Nutrium Care's GLP-1 support model follows three structured phases:
- Health Foundations Review: All employees begin with a comprehensive assessment covering medical history, metabolic risk, eating patterns, readiness for change, and long-term goals. This creates a consistent, fair entry point regardless of medication status.
- The Health Journey (Two Pathways):
- Health Journey Core supports non-GLP-1 users through structured eating patterns, habit formation, and clinically meaningful weight loss targets that improve metabolic health without medication.
- Health Journey Plus supports GLP-1 users by optimizing nutrition, managing side effects, preserving muscle mass, improving adherence, and preparing employees for eventual dose changes or discontinuation.
- Sustained Success Flow: Once employees reach stability, Nutrium Care focuses on relapse prevention, autonomy, and long-term maintenance — ensuring progress lasts beyond the initial intervention period.
Should Employers Exclude GLP-1 Coverage From Their Benefits Strategy?
From a benefits governance perspective, excluding GLP-1 coverage is a legitimate decision. Employer surveys show that the majority of self-funded employers still do not cover GLP-1 medications for weight loss, largely due to cost volatility and uncertainty around long-term outcomes. For many organizations, the projected GLP-1 cost alone can outweigh near-term benefits, particularly when budgets must support the entire workforce.For employers that choose to exclude GLP-1s, the critical question becomes: what is offered instead? A benefits strategy that says “no” to medication without providing a credible, evidence-based alternative can create frustration, perceived inequity, and disengagement. In contrast, employers that invest in lifestyle-based metabolic health programs give employees a clear, supported path to meaningful improvement, with or without medication.
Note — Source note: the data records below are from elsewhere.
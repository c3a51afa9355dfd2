use std::path::{Path, PathBuf};
use std::process::ExitCode;

use anyhow::{Context, Result};
use sha2::{Digest, Sha256};
use tracing::{debug, info, warn};
use tracing_subscriber::{layer::SubscriberExt, util::SubscriberInitExt, EnvFilter};

use arkivist_core::config::{CONFIG_PATH_ENV, DEFAULT_CONFIG_PATH};
use arkivist_core::{
    load_config, metrics, validate_config, Config, OrganizeReport, Organizer, SanitizedConfig,
};

/// Application version
const VERSION: &str = env!("CARGO_PKG_VERSION");

#[tokio::main]
async fn main() -> ExitCode {
    match run().await {
        Ok(()) => ExitCode::SUCCESS,
        Err(e) => {
            eprintln!("Fatal error: {:#}", e);
            ExitCode::FAILURE
        }
    }
}

async fn run() -> Result<()> {
    // Determine config path
    let config_path = std::env::var(CONFIG_PATH_ENV)
        .map(PathBuf::from)
        .unwrap_or_else(|_| PathBuf::from(DEFAULT_CONFIG_PATH));

    // Load configuration before logging: it decides the log format
    let config = load_config(&config_path)
        .with_context(|| format!("Failed to load config from {:?}", config_path))?;

    init_logging(config.logging.json);
    info!("arkivist {} starting", VERSION);
    info!("Loaded configuration from {:?}", config_path);

    validate_config(&config).context("Configuration validation failed")?;
    log_config(&config);

    let organizer = Organizer::from_config(&config).context("Failed to build organizer")?;
    let report = organizer.run().await.context("Organize run aborted")?;

    println!("{}", report.summary());

    if let Some(path) = &config.organizer.report_path {
        write_report(&report, path).await?;
        info!("Report written to {:?}", path);
    }
    if let Some(path) = &config.organizer.metrics_path {
        let text = metrics::encode_metrics().context("Failed to encode metrics")?;
        tokio::fs::write(path, text)
            .await
            .with_context(|| format!("Failed to write metrics to {:?}", path))?;
        info!("Metrics written to {:?}", path);
    }

    if report.has_failures() {
        warn!("{} file(s) could not be organized", report.counts.failed);
    }

    Ok(())
}

fn init_logging(json: bool) {
    let filter = EnvFilter::try_from_default_env().unwrap_or_else(|_| "info".into());
    let registry = tracing_subscriber::registry().with(filter);

    if json {
        registry.with(tracing_subscriber::fmt::layer().json()).init();
    } else {
        registry.with(tracing_subscriber::fmt::layer()).init();
    }
}

fn log_config(config: &Config) {
    let sanitized = SanitizedConfig::from(config);
    let config_json = serde_json::to_string(&sanitized).unwrap_or_default();
    let config_hash = format!("{:x}", Sha256::digest(config_json.as_bytes()));

    info!("Library root: {:?}", config.library.root);
    info!("Archive root: {:?}", config.archive_root());
    info!(
        "Providers: {:?}",
        config.providers.iter().map(|p| p.kind()).collect::<Vec<_>>()
    );
    if config.organizer.dry_run {
        info!("Dry run: no file will be moved");
    }
    debug!("Configuration {}: {}", &config_hash[..16], config_json);
}

async fn write_report(report: &OrganizeReport, path: &Path) -> Result<()> {
    let json = serde_json::to_string_pretty(report).context("Failed to serialize report")?;
    tokio::fs::write(path, json)
        .await
        .with_context(|| format!("Failed to write report to {:?}", path))
}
Ultimately, the decision to include or exclude GLP-1 coverage is up to each employer. Employers that succeed are those that define their philosophy clearly, communicate it transparently, and back it with a clinically grounded approach that supports all employees. At Nutrium, we have defined the steps to confident decision-making:
- Define Your GLP-1 Philosophy
- Build a Dual-Path System
- Never Let GLP-1s Stand Alone
- Offer a Non-Med Alternative
- Measure What Matters
- Choose Partners Wisely
This mindset allows you to make confident, defensible decisions while staying aligned with your company values, budgets, and employee well-being goals.
From Coverage Decisions to Sustainable Outcomes
In 2026, the GLP-1 conversation is no longer just about access, it’s about building a benefits strategy that holds up in the real world. Coverage can be the right choice for some employers, but only when it’s paired with a clear posture, thoughtful guardrails, and a care model that supports employees before, during, and after medication use. Excluding coverage can also be a defensible decision, as long as employees still have a credible, evidence-based path to improve metabolic health.The employers that will feel most confident about their GLP-1 strategy are the ones that avoid extremes. They don’t treat GLP-1s as a “yes/no” headline decision; they treat them as one part of a broader, sustainable approach to health. That means building a dual-path system for GLP-1 users and non-users, investing in lifestyle-first clinical support, and measuring outcomes that reflect durability, not short-term weight loss alone.
Ultimately, the goal is the same regardless of coverage: reduce volatility, improve long-term health, and offer a benefits experience employees trust. Employers that combine human clinical care with scalable tools — and design for fairness and sustainability from the start — will be best positioned to meet rising expectations while keeping costs predictable.